**Exercise requirements**
Among the entries that follow, how many lines contain the string "LoginResponse"? Write the number alone.
------------------------------------
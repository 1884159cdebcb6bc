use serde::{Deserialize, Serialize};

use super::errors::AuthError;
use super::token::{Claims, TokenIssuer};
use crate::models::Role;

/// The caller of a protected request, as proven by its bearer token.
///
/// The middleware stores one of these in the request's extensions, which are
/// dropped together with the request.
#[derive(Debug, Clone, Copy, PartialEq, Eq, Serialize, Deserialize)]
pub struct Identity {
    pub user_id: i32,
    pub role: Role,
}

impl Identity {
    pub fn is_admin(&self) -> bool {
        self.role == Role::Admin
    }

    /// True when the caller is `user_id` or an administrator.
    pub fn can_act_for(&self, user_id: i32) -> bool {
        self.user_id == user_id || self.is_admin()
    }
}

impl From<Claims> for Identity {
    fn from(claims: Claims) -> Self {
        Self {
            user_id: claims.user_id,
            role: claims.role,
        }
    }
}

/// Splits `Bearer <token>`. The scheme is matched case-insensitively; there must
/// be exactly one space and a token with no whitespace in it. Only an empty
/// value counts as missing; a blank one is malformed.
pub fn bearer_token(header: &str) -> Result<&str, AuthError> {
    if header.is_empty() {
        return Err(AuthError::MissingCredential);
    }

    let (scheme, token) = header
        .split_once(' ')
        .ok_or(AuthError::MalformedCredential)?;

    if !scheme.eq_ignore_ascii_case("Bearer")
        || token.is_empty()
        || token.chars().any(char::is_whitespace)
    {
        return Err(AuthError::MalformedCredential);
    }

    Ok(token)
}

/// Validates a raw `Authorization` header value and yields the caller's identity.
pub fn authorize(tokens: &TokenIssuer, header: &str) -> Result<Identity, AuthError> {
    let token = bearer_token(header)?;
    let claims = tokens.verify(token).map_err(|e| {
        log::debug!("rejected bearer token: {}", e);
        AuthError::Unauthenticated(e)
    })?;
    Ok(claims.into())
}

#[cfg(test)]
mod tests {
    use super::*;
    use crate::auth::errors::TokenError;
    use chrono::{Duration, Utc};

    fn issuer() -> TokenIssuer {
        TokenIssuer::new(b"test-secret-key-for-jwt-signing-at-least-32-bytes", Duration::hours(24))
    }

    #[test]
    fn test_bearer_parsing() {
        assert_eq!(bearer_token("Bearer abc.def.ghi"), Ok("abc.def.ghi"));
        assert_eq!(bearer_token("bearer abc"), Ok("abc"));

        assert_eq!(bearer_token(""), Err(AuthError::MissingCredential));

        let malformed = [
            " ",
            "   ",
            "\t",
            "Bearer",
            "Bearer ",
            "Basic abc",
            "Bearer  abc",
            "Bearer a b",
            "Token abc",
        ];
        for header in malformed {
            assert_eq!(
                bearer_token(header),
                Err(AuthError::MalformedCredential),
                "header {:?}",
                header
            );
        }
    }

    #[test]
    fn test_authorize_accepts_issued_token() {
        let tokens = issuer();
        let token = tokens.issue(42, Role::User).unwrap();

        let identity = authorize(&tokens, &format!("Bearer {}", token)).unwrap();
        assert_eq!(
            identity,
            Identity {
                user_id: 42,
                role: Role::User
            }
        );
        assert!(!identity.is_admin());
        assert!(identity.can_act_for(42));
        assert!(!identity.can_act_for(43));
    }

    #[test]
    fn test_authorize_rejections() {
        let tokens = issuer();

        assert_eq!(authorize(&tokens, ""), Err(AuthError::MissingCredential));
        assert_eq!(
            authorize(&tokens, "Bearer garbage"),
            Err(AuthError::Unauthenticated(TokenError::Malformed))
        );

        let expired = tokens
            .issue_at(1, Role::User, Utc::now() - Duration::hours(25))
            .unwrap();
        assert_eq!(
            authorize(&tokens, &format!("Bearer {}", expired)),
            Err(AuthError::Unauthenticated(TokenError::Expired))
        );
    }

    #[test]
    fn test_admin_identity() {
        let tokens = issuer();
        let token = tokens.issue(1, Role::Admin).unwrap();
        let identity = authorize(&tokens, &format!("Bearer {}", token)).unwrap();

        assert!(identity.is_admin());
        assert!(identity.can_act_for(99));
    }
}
------------------------------------
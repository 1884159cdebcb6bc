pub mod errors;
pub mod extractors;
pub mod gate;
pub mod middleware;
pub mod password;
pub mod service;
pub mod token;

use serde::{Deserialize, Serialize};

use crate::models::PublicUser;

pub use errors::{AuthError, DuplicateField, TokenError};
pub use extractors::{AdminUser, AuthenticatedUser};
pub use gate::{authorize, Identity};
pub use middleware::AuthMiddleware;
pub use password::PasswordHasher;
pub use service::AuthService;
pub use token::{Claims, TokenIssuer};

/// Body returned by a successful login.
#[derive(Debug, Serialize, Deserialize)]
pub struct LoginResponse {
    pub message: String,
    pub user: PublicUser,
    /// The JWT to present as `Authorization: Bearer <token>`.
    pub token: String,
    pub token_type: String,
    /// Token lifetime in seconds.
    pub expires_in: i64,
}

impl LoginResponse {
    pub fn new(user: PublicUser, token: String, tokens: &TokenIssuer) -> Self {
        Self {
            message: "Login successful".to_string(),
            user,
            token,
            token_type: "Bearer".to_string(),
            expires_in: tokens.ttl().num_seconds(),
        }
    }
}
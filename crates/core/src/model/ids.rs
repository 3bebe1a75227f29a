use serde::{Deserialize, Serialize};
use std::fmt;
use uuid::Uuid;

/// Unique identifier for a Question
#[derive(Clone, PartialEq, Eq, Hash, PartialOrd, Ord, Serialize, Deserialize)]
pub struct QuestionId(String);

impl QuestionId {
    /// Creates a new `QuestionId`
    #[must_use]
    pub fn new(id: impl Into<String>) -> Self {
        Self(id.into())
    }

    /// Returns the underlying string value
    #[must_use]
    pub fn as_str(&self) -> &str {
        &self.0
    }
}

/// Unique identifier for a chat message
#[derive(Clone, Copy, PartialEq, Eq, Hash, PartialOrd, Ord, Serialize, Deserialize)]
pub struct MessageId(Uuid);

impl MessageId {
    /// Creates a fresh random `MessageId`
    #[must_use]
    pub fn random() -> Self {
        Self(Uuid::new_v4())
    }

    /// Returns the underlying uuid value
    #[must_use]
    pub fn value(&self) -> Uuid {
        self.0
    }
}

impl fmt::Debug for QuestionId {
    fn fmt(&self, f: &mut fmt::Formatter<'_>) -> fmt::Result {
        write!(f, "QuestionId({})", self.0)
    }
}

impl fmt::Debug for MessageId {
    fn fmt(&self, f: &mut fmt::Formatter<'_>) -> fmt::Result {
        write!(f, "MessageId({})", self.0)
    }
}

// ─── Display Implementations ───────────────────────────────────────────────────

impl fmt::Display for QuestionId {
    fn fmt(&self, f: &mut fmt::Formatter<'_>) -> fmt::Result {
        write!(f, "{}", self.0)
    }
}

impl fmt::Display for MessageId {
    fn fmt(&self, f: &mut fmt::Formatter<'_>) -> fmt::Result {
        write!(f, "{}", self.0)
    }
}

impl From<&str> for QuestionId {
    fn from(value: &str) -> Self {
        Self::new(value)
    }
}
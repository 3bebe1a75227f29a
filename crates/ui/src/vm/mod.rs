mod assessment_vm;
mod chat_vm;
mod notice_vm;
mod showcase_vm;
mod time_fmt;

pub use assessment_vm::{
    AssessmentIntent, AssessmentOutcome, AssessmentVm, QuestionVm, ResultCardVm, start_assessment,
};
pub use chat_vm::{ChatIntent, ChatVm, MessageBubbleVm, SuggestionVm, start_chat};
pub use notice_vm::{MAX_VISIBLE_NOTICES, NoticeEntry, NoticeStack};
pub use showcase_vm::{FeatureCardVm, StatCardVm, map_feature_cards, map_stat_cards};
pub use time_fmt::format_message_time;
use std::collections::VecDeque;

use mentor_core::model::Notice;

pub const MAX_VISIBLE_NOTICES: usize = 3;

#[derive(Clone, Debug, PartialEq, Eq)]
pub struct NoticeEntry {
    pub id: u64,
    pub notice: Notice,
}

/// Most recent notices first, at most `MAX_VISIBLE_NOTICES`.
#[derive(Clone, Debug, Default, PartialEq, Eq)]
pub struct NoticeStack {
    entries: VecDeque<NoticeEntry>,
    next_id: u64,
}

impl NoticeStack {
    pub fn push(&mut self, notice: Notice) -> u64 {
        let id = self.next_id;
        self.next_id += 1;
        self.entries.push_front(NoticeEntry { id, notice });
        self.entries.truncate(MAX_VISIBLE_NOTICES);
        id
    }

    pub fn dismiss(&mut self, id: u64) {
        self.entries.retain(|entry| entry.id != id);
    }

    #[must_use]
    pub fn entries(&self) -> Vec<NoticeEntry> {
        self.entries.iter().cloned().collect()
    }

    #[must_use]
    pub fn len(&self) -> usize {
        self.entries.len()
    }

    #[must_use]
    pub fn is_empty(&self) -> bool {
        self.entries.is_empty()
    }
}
------------------------------------
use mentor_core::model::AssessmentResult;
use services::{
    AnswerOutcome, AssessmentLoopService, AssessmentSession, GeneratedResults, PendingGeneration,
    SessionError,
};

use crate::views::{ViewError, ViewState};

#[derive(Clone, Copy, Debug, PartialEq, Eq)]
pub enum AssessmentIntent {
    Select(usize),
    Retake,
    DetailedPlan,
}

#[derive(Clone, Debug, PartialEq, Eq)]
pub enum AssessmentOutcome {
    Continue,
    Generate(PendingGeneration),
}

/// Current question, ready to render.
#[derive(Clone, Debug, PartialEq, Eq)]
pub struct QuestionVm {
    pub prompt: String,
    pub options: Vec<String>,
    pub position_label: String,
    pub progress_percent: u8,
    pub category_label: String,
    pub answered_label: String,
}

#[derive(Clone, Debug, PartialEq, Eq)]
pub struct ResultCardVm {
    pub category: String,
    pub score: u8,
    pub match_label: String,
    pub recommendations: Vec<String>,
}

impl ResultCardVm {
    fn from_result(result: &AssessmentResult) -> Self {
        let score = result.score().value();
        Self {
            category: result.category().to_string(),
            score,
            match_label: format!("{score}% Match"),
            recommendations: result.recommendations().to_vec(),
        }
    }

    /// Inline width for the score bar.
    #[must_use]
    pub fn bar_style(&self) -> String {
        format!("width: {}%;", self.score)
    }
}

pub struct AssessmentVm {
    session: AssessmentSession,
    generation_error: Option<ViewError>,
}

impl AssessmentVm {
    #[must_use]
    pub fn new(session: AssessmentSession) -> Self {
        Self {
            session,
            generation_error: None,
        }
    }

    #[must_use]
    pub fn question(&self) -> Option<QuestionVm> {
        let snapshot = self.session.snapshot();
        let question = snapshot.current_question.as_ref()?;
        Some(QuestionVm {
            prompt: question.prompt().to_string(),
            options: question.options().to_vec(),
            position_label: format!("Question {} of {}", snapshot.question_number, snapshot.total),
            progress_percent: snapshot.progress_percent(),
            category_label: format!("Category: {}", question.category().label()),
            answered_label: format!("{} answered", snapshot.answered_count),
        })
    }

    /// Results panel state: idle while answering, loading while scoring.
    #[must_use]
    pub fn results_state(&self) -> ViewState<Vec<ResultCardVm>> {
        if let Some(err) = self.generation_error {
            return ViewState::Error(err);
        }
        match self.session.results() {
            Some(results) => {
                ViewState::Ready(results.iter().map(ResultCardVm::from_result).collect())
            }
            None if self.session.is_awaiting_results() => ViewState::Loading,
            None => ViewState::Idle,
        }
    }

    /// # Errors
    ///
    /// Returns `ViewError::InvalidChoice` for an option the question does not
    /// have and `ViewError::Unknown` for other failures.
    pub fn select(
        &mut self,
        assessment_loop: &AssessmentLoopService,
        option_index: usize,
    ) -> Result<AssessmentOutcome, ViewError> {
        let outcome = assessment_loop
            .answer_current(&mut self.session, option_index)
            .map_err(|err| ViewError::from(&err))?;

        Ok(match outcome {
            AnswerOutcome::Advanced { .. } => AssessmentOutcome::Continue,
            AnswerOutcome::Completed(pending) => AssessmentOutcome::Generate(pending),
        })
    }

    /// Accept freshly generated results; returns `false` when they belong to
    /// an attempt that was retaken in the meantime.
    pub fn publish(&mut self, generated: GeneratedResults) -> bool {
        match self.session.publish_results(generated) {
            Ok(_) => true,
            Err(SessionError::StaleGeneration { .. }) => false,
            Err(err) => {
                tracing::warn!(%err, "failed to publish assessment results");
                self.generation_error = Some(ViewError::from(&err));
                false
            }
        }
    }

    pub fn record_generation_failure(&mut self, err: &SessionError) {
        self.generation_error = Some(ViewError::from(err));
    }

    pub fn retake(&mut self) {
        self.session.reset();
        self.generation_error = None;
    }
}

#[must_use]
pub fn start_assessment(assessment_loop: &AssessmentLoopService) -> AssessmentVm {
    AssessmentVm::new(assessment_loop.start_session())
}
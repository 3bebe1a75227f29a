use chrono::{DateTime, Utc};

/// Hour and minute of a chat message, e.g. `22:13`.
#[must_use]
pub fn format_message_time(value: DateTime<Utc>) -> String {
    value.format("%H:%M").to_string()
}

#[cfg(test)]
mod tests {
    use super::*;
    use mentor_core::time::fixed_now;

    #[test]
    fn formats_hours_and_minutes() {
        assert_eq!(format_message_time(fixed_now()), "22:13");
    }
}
------------------------------------
**Solution to the problem**
2